A pair of workers, one's face highlighted by the light coming through the rubble of the collapsed Rana Plaza building, are pinned between pieces of cement. Dust and debris cover their skin and add to their lifelessness. Pieces of fabric are strewn around them, commissioned by the companies that they and hundreds more lost their lives for.
The now iconic image of the two workers, entitled "Embrace," lent humanity to the headlines surrounding last year's massive building collapse in Bangladesh that killed more than 1,100 people.
As survivors and bodies were pulled from the wreckage, international brands like Mango, Joe Fresh and Primark were named in relation to the factories housed in the building.

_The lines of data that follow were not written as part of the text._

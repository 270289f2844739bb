//! Full-state snapshot sent after every accepted request and on join.

use serde::{Deserialize, Serialize};
use std::collections::BTreeMap;

use crate::board::TileId;
use crate::control::ControlState;
use crate::core::{CharacterId, MatchMode, MatchState, Role, Side, SideMap};
use crate::status::StatusBucket;

#[derive(Clone, Debug, PartialEq, Eq, Serialize, Deserialize)]
#[serde(rename_all = "camelCase")]
pub struct TokenView {
    pub owner: Side,
    pub tile: TileId,
    pub has_moved_ever: bool,
    pub role: Role,
    pub name: String,
}

#[derive(Clone, Debug, PartialEq, Eq, Serialize, Deserialize)]
pub struct Cooldowns {
    pub special: u32,
}

#[derive(Clone, Debug, PartialEq, Eq, Serialize, Deserialize)]
#[serde(rename_all = "camelCase")]
pub struct CharacterView {
    pub role: Role,
    pub owner: Side,
    pub hp: i32,
    pub max_hp: i32,
    pub cds: Cooldowns,
    pub dead: bool,
    pub name: String,
    pub hero: Option<String>,
}

/// Turn flags of the side to act.
#[derive(Clone, Debug, PartialEq, Eq, Serialize, Deserialize)]
#[serde(rename_all = "camelCase")]
pub struct TurnView {
    pub card_played: bool,
    pub used_movement: bool,
    pub used_action: bool,
}

#[derive(Clone, Debug, PartialEq, Eq, Serialize, Deserialize)]
pub struct WallView {
    pub tile: TileId,
    pub ttl: u32,
}

#[derive(Clone, Debug, PartialEq, Eq, Serialize, Deserialize)]
pub struct LayerView {
    pub tile: TileId,
    pub owner: Side,
    pub ttl: u32,
}

#[derive(Clone, Debug, PartialEq, Eq, Serialize, Deserialize)]
pub struct AuraView {
    pub owner: Side,
    pub center: TileId,
    pub tiles: Vec<TileId>,
    pub remaining: u32,
}

/// Everything a client needs to redraw the match.
#[derive(Clone, Debug, PartialEq, Eq, Serialize, Deserialize)]
#[serde(rename_all = "camelCase")]
pub struct FullState {
    pub background_url: Option<String>,
    pub mode: MatchMode,
    pub control: Option<ControlState>,
    pub blocked: Vec<WallView>,
    pub blossom_blocked: Vec<LayerView>,
    pub blossom_pink_blocked: Vec<LayerView>,
    pub auras: Vec<AuraView>,
    pub tokens: BTreeMap<CharacterId, TokenView>,
    pub chars: BTreeMap<CharacterId, CharacterView>,
    pub current_turn: Side,
    pub player_names: SideMap<Option<String>>,
    pub turn: TurnView,
    pub last_discard: SideMap<Option<String>>,
    pub energy: SideMap<u32>,
    pub energy_max: u32,
    pub fx: BTreeMap<CharacterId, StatusBucket>,
    pub round: u32,
    pub winner: Option<Side>,
}

fn layers(map: &im::OrdMap<TileId, crate::core::state::AuraLayers>) -> Vec<LayerView> {
    map.iter()
        .flat_map(|(tile, layers)| {
            layers
                .iter()
                .filter(|(_, ttl)| **ttl > 0)
                .map(|(owner, ttl)| LayerView { tile: *tile, owner, ttl: *ttl })
                .collect::<Vec<_>>()
        })
        .collect()
}

impl FullState {
    /// Capture the current state.
    #[must_use]
    pub fn capture(state: &MatchState) -> Self {
        let tokens = state
            .tokens
            .iter()
            .filter_map(|(id, tok)| {
                let c = state.character(*id)?;
                Some((
                    *id,
                    TokenView {
                        owner: tok.owner,
                        tile: tok.tile,
                        has_moved_ever: tok.has_moved_ever,
                        role: c.role,
                        name: c.name.clone(),
                    },
                ))
            })
            .collect();

        let chars = state
            .characters
            .iter()
            .map(|(id, c)| {
                (
                    *id,
                    CharacterView {
                        role: c.role,
                        owner: c.owner,
                        hp: c.hp,
                        max_hp: c.max_hp,
                        cds: Cooldowns { special: c.special_cooldown },
                        dead: c.dead,
                        name: c.name.clone(),
                        hero: c.hero.clone(),
                    },
                )
            })
            .collect();

        let fx = state
            .characters
            .iter()
            .filter(|(_, c)| !c.status.is_empty())
            .map(|(id, c)| (*id, c.status.clone()))
            .collect();

        let ts = &state.turn[state.current];

        Self {
            background_url: state.background.clone(),
            mode: state.mode,
            control: state.control.clone(),
            blocked: state.walls.iter().map(|(tile, ttl)| WallView { tile: *tile, ttl: *ttl }).collect(),
            blossom_blocked: layers(&state.aura_walls),
            blossom_pink_blocked: layers(&state.aura_rings),
            auras: state
                .heal_auras
                .iter()
                .map(|a| AuraView {
                    owner: a.owner,
                    center: a.center,
                    tiles: a.tiles.to_vec(),
                    remaining: a.remaining,
                })
                .collect(),
            tokens,
            chars,
            current_turn: state.current,
            player_names: state.player_names.clone(),
            turn: TurnView {
                card_played: ts.card_played,
                used_movement: ts.used_movement,
                used_action: ts.used_action,
            },
            last_discard: state.last_discard.clone(),
            energy: state.energy.balances().clone(),
            energy_max: state.energy.max(),
            fx,
            round: state.round,
            winner: state.winner,
        }
    }
}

Consumers were shocked to realize the shirts on their backs were linked to the oversights that tragically ended so many lives.
While the death toll continued to mount, it became clear that the tragedy would impact thousands of families in Bangladesh, and that large corporations would have to take responsibility for their part in the negligence that lead to the collapse.
But one year later, survivors of the disaster are still struggling, and international corporations have barely been impacted by the fallout. In fact, some of shareholders' prices for certain implicated companies rose just months after the collapse. So far, corporations' responses have been a patchwork of safety reviews and public statements with little bold effort done to right any wrongs and compensate losses. And consumers, in large part, have forgotten.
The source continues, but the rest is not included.